#### WHAT YOU SHOULD DO
Lines below starting with the line with "#[derive(Debug, Clone, PartialEq, Eq, Hash)]" and going on through the line with "impl Ord for" must be output exactly; the rest of the records must be left out.

***

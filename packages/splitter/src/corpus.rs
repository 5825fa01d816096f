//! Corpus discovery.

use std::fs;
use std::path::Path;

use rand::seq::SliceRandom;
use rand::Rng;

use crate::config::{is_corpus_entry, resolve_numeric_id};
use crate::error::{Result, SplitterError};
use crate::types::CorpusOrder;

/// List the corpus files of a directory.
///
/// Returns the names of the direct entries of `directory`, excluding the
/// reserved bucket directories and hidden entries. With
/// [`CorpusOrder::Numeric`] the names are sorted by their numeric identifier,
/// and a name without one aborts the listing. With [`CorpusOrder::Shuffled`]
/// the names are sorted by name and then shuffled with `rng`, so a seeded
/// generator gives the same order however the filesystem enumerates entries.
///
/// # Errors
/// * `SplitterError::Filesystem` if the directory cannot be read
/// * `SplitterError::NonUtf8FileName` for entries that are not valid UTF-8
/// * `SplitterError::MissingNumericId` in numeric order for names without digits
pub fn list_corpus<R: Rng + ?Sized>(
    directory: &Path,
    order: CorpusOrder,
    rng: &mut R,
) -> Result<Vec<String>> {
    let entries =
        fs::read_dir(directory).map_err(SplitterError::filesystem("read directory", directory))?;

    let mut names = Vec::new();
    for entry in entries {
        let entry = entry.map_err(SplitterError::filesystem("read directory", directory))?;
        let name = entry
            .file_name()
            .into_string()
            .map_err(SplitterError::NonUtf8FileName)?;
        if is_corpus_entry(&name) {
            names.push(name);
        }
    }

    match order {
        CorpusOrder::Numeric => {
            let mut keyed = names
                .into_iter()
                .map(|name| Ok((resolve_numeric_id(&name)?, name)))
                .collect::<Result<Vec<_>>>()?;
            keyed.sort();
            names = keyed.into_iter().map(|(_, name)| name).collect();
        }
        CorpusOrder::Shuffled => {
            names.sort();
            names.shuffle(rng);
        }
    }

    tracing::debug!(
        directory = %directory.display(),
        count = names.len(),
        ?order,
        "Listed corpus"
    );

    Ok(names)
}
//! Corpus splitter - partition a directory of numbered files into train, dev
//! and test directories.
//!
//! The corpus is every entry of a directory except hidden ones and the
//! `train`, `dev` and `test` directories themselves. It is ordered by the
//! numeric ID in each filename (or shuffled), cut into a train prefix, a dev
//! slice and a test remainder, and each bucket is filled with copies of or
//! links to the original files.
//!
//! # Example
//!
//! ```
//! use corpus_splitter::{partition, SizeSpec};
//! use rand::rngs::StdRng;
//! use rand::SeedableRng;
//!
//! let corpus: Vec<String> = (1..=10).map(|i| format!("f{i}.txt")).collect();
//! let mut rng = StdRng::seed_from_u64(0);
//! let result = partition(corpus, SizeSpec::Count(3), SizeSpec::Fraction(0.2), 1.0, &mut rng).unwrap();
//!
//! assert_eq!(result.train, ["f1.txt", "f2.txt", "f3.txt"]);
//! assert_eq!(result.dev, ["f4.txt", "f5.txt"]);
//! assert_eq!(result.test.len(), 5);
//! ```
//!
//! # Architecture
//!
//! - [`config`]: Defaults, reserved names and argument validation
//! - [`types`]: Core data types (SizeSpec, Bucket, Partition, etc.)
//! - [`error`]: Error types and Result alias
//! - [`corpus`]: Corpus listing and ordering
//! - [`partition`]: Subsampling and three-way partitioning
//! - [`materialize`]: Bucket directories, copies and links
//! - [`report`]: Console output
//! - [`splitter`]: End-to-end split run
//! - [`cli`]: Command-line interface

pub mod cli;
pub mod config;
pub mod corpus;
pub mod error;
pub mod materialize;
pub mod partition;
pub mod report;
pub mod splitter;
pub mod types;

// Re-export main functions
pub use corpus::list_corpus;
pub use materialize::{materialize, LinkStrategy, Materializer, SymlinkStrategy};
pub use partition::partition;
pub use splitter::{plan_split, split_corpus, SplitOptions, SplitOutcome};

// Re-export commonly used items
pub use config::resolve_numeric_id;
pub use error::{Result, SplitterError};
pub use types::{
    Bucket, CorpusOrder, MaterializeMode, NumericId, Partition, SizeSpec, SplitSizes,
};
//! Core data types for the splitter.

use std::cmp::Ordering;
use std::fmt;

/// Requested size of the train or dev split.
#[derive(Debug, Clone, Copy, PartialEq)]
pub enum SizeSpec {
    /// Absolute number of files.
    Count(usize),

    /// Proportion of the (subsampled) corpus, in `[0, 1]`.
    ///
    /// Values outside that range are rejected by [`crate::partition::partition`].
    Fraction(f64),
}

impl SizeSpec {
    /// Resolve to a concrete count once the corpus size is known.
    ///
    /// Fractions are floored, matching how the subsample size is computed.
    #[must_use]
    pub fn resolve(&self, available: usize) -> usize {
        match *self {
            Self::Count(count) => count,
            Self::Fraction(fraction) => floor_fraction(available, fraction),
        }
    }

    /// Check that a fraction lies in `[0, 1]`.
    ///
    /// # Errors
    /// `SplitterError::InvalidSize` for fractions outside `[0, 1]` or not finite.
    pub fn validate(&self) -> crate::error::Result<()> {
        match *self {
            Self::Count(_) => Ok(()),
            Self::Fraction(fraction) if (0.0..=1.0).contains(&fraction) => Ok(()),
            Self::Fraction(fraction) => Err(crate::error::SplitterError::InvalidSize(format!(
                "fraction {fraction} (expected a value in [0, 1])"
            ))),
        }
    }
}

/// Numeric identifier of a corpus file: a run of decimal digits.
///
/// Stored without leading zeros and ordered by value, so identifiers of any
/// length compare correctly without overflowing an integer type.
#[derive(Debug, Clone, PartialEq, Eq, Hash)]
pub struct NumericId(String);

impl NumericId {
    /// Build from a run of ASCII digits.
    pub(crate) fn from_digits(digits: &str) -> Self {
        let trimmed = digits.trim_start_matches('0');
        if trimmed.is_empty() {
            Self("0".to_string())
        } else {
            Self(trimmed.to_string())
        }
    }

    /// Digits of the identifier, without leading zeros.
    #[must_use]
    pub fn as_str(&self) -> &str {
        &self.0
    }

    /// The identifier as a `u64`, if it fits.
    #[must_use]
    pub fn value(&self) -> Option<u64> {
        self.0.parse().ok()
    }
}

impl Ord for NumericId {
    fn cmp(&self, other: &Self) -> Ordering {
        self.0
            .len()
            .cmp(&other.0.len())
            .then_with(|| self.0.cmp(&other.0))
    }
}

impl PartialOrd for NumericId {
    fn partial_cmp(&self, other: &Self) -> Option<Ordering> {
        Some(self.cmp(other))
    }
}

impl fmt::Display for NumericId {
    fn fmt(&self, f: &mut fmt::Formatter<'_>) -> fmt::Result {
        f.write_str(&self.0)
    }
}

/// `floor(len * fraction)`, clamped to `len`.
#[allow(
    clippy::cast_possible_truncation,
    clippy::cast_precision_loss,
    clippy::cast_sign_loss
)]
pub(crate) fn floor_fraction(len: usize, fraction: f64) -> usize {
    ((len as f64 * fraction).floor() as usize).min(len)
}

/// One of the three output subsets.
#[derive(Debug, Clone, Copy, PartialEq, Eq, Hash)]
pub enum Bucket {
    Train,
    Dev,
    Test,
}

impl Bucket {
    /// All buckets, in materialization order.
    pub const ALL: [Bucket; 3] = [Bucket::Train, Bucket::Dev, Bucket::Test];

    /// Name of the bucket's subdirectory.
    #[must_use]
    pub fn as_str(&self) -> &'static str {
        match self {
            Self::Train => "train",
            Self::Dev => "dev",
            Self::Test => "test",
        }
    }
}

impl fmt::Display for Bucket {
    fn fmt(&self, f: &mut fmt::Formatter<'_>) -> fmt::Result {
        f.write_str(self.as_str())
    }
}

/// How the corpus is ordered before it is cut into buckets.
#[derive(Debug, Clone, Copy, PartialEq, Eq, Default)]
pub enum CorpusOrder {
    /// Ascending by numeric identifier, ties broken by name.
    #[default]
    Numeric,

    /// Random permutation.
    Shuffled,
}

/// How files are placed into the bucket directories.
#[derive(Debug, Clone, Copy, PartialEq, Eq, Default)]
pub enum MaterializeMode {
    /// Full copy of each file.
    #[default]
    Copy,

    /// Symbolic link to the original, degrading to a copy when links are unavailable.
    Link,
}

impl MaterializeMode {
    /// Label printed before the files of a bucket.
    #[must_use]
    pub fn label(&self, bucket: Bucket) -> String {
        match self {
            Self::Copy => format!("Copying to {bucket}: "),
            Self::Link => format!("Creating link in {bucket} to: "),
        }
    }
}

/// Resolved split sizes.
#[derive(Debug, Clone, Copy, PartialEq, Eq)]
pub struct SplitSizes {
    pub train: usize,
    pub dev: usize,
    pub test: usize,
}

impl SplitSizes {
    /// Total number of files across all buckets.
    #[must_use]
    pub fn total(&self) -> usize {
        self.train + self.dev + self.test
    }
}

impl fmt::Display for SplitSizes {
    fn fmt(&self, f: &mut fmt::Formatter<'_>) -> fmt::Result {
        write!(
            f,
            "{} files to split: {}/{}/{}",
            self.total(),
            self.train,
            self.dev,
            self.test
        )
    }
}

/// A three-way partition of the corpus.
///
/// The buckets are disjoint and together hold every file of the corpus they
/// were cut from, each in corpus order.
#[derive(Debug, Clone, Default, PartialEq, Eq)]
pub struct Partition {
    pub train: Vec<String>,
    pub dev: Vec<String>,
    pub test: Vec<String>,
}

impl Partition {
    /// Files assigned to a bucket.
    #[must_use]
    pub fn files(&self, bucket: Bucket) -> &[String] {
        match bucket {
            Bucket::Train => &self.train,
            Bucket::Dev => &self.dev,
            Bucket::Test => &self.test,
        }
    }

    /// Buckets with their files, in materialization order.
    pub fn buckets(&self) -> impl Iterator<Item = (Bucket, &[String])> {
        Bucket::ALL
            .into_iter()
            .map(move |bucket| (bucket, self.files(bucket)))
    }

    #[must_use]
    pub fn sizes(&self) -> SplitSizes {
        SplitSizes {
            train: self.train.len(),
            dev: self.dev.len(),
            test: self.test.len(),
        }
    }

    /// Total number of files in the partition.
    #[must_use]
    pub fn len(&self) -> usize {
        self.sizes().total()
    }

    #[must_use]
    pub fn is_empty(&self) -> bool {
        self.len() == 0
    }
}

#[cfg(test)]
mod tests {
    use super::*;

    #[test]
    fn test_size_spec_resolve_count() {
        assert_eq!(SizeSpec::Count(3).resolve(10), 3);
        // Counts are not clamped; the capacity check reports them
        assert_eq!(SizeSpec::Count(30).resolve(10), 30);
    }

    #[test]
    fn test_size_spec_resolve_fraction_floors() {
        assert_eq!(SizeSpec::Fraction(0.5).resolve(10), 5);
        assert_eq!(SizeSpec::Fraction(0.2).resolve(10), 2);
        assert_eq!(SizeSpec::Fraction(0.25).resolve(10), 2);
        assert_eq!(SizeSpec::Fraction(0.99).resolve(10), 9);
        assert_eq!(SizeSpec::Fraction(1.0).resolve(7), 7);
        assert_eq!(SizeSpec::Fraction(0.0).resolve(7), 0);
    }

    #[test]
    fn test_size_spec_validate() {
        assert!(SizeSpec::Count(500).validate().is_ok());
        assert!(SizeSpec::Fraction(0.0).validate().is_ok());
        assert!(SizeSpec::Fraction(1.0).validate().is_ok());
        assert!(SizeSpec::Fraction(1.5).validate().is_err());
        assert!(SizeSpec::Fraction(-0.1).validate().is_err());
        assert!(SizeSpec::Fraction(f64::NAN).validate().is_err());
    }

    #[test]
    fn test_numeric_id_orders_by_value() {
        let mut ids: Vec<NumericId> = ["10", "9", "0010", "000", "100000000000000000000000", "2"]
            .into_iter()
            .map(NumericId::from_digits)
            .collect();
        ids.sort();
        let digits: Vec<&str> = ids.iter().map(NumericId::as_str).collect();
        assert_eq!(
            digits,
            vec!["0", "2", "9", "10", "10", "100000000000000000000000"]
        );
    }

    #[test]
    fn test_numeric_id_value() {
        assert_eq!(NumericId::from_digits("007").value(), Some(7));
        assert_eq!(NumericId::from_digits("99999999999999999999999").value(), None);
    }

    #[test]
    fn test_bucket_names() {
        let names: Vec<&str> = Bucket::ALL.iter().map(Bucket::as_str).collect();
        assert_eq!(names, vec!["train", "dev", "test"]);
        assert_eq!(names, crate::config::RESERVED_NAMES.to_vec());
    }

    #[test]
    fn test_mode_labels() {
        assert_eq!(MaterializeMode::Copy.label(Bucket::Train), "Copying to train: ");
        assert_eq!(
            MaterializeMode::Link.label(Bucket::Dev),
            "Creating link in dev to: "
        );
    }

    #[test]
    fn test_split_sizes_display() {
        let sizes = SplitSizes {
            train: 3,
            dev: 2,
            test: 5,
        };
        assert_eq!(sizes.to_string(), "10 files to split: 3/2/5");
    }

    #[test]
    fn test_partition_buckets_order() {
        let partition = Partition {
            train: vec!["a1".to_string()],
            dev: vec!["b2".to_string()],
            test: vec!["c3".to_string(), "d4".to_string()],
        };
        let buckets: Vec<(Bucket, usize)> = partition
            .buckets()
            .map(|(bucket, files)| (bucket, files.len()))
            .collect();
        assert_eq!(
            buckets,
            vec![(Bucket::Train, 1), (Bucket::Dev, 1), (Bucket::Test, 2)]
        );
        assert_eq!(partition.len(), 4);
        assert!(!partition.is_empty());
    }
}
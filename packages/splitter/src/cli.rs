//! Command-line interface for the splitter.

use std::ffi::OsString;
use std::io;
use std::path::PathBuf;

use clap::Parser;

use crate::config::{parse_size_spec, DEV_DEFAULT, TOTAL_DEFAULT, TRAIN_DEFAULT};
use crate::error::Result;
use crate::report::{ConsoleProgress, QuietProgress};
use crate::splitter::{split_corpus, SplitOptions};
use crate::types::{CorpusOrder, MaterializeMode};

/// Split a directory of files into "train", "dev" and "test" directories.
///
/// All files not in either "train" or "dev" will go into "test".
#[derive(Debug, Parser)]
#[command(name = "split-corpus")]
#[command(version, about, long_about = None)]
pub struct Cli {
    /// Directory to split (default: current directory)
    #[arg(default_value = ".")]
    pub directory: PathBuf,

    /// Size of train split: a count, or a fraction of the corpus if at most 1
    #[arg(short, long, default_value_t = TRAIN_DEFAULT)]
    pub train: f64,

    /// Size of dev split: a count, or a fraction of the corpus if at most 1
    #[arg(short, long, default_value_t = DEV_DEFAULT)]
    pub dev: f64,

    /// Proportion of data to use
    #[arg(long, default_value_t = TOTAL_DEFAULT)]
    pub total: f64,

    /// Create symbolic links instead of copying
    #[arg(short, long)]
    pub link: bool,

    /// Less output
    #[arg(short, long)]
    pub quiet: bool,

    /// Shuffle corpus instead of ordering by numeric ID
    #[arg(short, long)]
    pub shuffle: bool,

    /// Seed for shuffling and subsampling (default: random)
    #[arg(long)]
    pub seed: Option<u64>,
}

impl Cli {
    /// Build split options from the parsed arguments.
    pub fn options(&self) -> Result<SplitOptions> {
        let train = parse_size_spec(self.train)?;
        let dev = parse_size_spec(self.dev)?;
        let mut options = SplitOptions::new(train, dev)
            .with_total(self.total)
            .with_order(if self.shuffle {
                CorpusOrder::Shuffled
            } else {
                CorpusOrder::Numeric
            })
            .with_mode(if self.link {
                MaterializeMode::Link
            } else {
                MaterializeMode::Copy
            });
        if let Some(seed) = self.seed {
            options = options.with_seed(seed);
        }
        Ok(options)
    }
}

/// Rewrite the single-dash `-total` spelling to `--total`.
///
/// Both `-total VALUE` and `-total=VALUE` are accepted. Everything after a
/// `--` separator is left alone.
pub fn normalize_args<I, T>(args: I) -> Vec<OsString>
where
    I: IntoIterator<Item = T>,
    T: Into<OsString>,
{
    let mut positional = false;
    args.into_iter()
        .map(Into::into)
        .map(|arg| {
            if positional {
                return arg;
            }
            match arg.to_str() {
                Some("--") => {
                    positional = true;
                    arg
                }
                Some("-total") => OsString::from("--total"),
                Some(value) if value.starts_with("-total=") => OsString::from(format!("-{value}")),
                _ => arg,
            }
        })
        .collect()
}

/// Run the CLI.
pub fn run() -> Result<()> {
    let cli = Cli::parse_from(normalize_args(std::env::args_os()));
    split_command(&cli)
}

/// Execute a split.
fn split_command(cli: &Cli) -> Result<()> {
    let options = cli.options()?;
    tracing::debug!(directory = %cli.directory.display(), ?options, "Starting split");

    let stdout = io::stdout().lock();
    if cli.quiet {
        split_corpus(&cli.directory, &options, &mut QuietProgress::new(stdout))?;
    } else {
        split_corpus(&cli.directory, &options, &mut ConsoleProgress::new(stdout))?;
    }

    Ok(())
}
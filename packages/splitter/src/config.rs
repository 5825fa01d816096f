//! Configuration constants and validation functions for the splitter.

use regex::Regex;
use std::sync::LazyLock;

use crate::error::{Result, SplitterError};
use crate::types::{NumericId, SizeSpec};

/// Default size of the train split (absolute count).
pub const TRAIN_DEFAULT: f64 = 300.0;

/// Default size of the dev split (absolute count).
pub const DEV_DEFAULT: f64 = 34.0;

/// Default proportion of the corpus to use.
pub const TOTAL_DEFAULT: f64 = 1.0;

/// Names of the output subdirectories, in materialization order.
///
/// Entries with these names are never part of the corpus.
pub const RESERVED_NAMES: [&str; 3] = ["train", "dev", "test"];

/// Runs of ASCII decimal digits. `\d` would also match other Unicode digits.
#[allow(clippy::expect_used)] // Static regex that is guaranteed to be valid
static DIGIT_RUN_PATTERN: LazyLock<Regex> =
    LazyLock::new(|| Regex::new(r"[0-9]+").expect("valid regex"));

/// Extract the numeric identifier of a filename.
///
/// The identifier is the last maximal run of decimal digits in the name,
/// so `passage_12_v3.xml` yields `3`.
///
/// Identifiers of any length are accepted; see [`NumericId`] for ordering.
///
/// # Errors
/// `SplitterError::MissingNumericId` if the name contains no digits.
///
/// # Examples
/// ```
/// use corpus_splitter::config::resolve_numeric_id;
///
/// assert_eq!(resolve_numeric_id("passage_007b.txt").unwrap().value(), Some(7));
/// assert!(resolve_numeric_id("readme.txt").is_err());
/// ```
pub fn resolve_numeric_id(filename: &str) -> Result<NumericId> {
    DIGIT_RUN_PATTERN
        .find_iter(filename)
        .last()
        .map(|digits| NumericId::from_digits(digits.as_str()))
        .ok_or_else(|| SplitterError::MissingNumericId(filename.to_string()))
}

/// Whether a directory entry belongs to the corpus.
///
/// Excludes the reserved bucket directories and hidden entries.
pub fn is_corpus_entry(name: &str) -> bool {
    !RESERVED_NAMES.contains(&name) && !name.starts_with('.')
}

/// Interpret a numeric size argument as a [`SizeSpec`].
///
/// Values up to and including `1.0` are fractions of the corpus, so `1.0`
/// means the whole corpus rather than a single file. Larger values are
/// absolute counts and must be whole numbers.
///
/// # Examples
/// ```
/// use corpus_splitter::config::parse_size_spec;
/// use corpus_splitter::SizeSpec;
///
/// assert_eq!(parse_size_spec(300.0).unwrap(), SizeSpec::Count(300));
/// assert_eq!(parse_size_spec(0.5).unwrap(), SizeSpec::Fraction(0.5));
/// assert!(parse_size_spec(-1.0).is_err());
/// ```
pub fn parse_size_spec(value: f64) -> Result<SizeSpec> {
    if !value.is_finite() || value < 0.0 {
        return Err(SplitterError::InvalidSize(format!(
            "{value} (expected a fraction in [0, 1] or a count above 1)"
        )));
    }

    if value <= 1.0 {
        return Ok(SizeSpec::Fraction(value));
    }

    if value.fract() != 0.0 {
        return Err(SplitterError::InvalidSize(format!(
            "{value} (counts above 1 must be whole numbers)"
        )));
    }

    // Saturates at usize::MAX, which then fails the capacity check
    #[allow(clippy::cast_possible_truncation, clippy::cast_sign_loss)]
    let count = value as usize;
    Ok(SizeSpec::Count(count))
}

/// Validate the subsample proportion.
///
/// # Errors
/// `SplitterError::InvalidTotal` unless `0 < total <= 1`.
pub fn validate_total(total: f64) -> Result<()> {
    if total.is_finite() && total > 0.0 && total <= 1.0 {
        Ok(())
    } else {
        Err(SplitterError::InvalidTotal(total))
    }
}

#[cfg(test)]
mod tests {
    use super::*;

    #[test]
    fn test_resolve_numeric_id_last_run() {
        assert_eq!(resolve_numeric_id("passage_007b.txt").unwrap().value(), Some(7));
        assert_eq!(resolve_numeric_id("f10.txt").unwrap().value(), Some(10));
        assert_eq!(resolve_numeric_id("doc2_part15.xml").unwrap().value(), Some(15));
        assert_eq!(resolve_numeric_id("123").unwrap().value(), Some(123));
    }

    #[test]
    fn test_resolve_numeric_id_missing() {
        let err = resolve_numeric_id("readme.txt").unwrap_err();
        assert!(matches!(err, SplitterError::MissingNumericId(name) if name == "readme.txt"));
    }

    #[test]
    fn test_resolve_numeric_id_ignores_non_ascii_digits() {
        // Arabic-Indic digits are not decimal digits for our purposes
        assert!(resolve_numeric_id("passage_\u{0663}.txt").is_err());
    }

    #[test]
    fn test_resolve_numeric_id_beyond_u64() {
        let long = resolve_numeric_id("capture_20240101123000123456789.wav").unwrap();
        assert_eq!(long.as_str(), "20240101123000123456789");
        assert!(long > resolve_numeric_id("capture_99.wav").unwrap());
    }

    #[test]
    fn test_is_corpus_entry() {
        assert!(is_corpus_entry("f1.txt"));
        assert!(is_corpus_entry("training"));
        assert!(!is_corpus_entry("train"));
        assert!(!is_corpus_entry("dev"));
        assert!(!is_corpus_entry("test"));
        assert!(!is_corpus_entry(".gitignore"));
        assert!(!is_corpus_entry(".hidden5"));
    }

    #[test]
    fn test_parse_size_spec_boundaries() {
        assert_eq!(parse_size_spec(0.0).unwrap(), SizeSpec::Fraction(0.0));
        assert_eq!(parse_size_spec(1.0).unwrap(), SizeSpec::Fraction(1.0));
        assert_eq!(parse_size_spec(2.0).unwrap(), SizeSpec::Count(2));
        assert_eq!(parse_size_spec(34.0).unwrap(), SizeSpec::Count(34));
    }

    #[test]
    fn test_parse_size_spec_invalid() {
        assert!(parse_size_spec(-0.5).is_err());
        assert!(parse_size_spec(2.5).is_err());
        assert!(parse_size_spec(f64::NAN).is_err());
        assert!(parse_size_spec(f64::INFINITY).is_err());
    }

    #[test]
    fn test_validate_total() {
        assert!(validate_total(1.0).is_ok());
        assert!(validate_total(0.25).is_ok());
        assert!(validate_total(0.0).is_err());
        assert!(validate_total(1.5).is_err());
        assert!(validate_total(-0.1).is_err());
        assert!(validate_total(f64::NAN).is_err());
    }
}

***

#### OUTPUT FOR THIS EXERCISE
#[derive(Debug, Clone, PartialEq, Eq, Hash)]
pub struct NumericId(String);

impl NumericId {
    /// Build from a run of ASCII digits.
    pub(crate) fn from_digits(digits: &str) -> Self {
        let trimmed = digits.trim_start_matches('0');
        if trimmed.is_empty() {
            Self("0".to_string())
        } else {
            Self(trimmed.to_string())
        }
    }

    /// Digits of the identifier, without leading zeros.
    #[must_use]
    pub fn as_str(&self) -> &str {
        &self.0
    }

    /// The identifier as a `u64`, if it fits.
    #[must_use]
    pub fn value(&self) -> Option<u64> {
        self.0.parse().ok()
    }
}

impl Ord for NumericId {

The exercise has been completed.